If lately you've been wondering what's been made of a proposed rule that was supposed to change Part B drug payments in the fall of 2016, don't fret about your cognitive state. You didn't suffer a bout of amnesia; the proposal died quietly at some point during the rule-making process and CMS
officially cleared it from the books Oct. 3.
The first phase of the payment reform would have changed the 6% add-on to the average sales price (ASP) to a 2.5% add-on in addition to a flat fee of about $16. Hospitals
were expected to be hit with the most lost revenue, though physician practices were thought to be big winners.

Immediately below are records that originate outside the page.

//! # Tillson T3
//!
//! Six cascaded EMA stages blended with volume-factor coefficients.

use crate::batch::{scan_batch, BatchError};
use crate::utilities::candle::{extract_price, Candle, PriceKind};
use crate::utilities::math::EmaState;
use crate::utilities::IndicatorResult;
use serde::{Deserialize, Serialize};

#[derive(Clone, Copy, Debug, Serialize, Deserialize)]
pub struct T3Params {
    pub length: usize,
    /// Volume factor, conventionally 0.7.
    pub v_factor: f32,
    pub price: PriceKind,
}

impl Default for T3Params {
    fn default() -> Self {
        Self {
            length: 5,
            v_factor: 0.7,
            price: PriceKind::Close,
        }
    }
}

/// Evaluate every parameter set against every series in one dispatch.
pub fn t3_batch(
    series: &[Vec<Candle>],
    params: &[T3Params],
) -> Result<Vec<Vec<Vec<IndicatorResult>>>, BatchError> {
    scan_batch(series, params, t3_kernel)
}

fn t3_kernel(bars: &[Candle], prm: &T3Params, out: &mut [IndicatorResult]) {
    let v = prm.v_factor;
    let v2 = v * v;
    let v3 = v2 * v;
    let c1 = -v3;
    let c2 = 3.0 * v2 + 3.0 * v3;
    let c3 = -6.0 * v2 - 3.0 * v - 3.0 * v3;
    let c4 = 1.0 + 3.0 * v + v3 + 3.0 * v2;

    let mut stages = [EmaState::new(prm.length); 6];
    for (i, c) in bars.iter().enumerate() {
        let mut x = extract_price(c, prm.price);
        let mut formed = true;
        let mut values = [f32::NAN; 6];
        for (k, stage) in stages.iter_mut().enumerate() {
            if !formed {
                break;
            }
            x = stage.update(x);
            formed = stage.is_formed();
            values[k] = x;
        }
        let value = if formed {
            c1 * values[5] + c2 * values[4] + c3 * values[3] + c4 * values[2]
        } else {
            f32::NAN
        };
        out[i] = IndicatorResult {
            time: c.time,
            value,
            is_formed: formed,
        };
    }
}

#[cfg(test)]
mod tests {
    use super::*;

    #[test]
    fn constant_input_converges_to_input() {
        let closes: Vec<Candle> = (0..40)
            .map(|i| Candle::new(i as i64, 7.0, 7.0, 7.0, 7.0, 1.0))
            .collect();
        let out = &t3_batch(&[closes], &[T3Params::default()]).unwrap()[0][0];
        let last = out.last().unwrap();
        assert!(last.is_formed);
        assert!((last.value - 7.0).abs() < 1e-4);
    }
}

The Oct. 3 withdrawal doesn't offer many insights into CMS' new way of thinking. "Moving forward, we want to ensure agency flexibility in re-examining these important issues and exploring new options and alternatives with stakeholders as we develop potential payment models that support innovative approaches to improve quality, accessibility, and affordability, reduce Medicare program expenditures, and empower patients and doctors to make decisions about their health care."
Evidently, the 1,300-odd comments that CMS received portrayed a mixed reaction among stakeholders.
"Some commenters signaled their support for the proposed rule, however, a number of commenters expressed concerns about the proposed model. As we worked to address these concerns, the complexity of the issues related to the proposed model design and the desire to increase stakeholder input led us to the decision to withdraw the March 11, 2016 proposed rule."